990 F.3d 614
8th Cir.2021Background
- Parents/children in Missouri public schools sought religious exemptions from mandatory school immunizations but refused to sign the state-prescribed Form Imm.P.11A (Form 11) because it contains a DHSS pro-immunization message.
- Form 11 combines a DHSS informational message urging vaccination with a separate parental election and checklist identifying which vaccines are objected to on religious grounds.
- Some students (the Bakers) were disenrolled from school for failing to file Form 11, which Missouri law requires to document exemptions for school attendance.
- Plaintiffs sued under 42 U.S.C. § 1983, alleging violations of free speech (compelled speech), free exercise of religion, equal protection (targeting religion), and a hybrid-rights theory; district court dismissed all claims.
- The Eighth Circuit reviewed the dismissal de novo and affirmed, holding Form 11 and related procedures do not violate the First or Fourteenth Amendments.
Issues
| Issue | Plaintiff's Argument | Defendant's Argument | Held |
|---|---|---|---|
| 1) Free speech / compelled speech | Form 11 forces parents to adopt or endorse DHSS’s pro-vaccine message when submitting the exemption. | Form 11 separates the government message from the opt-out; it does not compel affiliation or endorsement and allows other statements. | No compelled speech; form is the government’s own message and does not force parental endorsement. |
| 2) Free exercise of religion | Signing Form 11 makes plaintiffs morally complicit in vaccination or its production, burdening their beliefs. | Form 11 is a neutral, generally applicable informational requirement that does not force vaccination or increase vaccine production. | No free-exercise violation; submission does not substantially burden religion. |
| 3) Equal protection / targeting religion | The form and enforcement target religious objectors and deny them equal treatment. | The rule applies equally to all parents seeking exemptions; no discriminatory targeting. | No equal-protection violation; law is neutral in application. |
| 4) Hybrid-rights / strict scrutiny | Combination of rights (speech + religion + others) triggers strict scrutiny. | Each individual claim fails on the merits; plaintiffs do not allege the kind of hybrid situation that warrants strict scrutiny. | No viable hybrid-rights claim; strict scrutiny not triggered and dismissal affirmed. |
Key Cases Cited
- West Virginia Bd. of Ed. v. Barnette, 319 U.S. 624 (1943) (government may not force citizens to express orthodoxy).
- Wooley v. Maynard, 430 U.S. 705 (1977) (state may not compel individuals to display an ideological motto).
- Rumsfeld v. Forum for Acad. & Institutional Rights, Inc., 547 U.S. 47 (2006) (government cannot compel speech but may express its own views).

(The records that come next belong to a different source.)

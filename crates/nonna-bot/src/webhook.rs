//! Interaction webhook
//!
//! `POST /` with a signed interaction. PINGs are answered with a PONG,
//! anything else verified is accepted with 202. Every other route is 404.

use nonna_core::interaction::{SIGNATURE_HEADER, TIMESTAMP_HEADER};
use nonna_core::{InteractionReply, InteractionVerifier};
use std::convert::Infallible;
use std::sync::Arc;
use warp::http::StatusCode;
use warp::hyper::body::Bytes;
use warp::reply::Response;
use warp::{Filter, Reply};

/// Webhook routes
pub fn routes(
    verifier: Arc<InteractionVerifier>,
) -> impl Filter<Extract = (Response,), Error = Infallible> + Clone {
    let interactions = warp::post()
        .and(warp::path::end())
        .and(warp::header::optional::<String>(SIGNATURE_HEADER))
        .and(warp::header::optional::<String>(TIMESTAMP_HEADER))
        .and(warp::body::bytes())
        .and(warp::any().map(move || Arc::clone(&verifier)))
        .and_then(handle_interaction);

    interactions.or(warp::any().map(not_found)).unify()
}

fn not_found() -> Response {
    warp::reply::with_status("Not Found.", StatusCode::NOT_FOUND).into_response()
}

async fn handle_interaction(
    signature: Option<String>,
    timestamp: Option<String>,
    body: Bytes,
    verifier: Arc<InteractionVerifier>,
) -> Result<Response, Infallible> {
    let verified = verifier.verify(signature.as_deref(), timestamp.as_deref(), &body);

    let response = match verified {
        Ok(interaction) => match interaction.reply() {
            InteractionReply::Pong => {
                tracing::info!("interaction ping");
                warp::reply::json(&serde_json::json!({ "type": 1 })).into_response()
            }
            InteractionReply::Acknowledged => {
                tracing::info!(kind = interaction.kind, id = ?interaction.id, "interaction accepted");
                StatusCode::ACCEPTED.into_response()
            }
        },
        Err(e) if e.is_unauthorized() => {
            warp::reply::with_status("Bad request signature.", StatusCode::UNAUTHORIZED)
                .into_response()
        }
        Err(e) => {
            tracing::warn!(error = %e, "interaction rejected");
            warp::reply::with_status(e.to_string(), StatusCode::BAD_REQUEST).into_response()
        }
    };
    Ok(response)
}

/// Serve until the process is stopped
pub async fn serve(verifier: InteractionVerifier, addr: std::net::SocketAddr) {
    tracing::info!(%addr, "interaction webhook listening");
    warp::serve(routes(Arc::new(verifier))).run(addr).await;
}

- Hurley v. Irish-Am. Gay, Lesbian & Bisexual Grp. of Bos., 515 U.S. 557 (1995) (speakers can tailor expressive messages and decline forced attribution).
- Turner Broad. Sys., Inc. v. FCC, 512 U.S. 622 (1994) (intermediate scrutiny for regulations that make speakers conduits for government message).
- Employment Div., Dept. of Human Resources v. Smith, 494 U.S. 872 (1990) (neutral, generally applicable laws do not violate free exercise).
- Little Sisters of the Poor Saints Peter & Paul Home v. Pennsylvania, 140 S. Ct. 2367 (2020) (a form that triggers third-party conduct can create a religious-objection burden).
- Planned Parenthood v. Rounds, 530 F.3d 724 (8th Cir. 2008) (state may require truthful, nonmisleading information even if it encourages a particular choice).
- Church of the Lukumi Babalu Aye, Inc. v. City of Hialeah, 508 U.S. 520 (1993) (laws targeting religion require strict scrutiny).
- Espinoza v. Montana Dep’t of Revenue, 140 S. Ct. 2246 (2020) (disqualifying beneficiaries solely for religious status triggers strict scrutiny).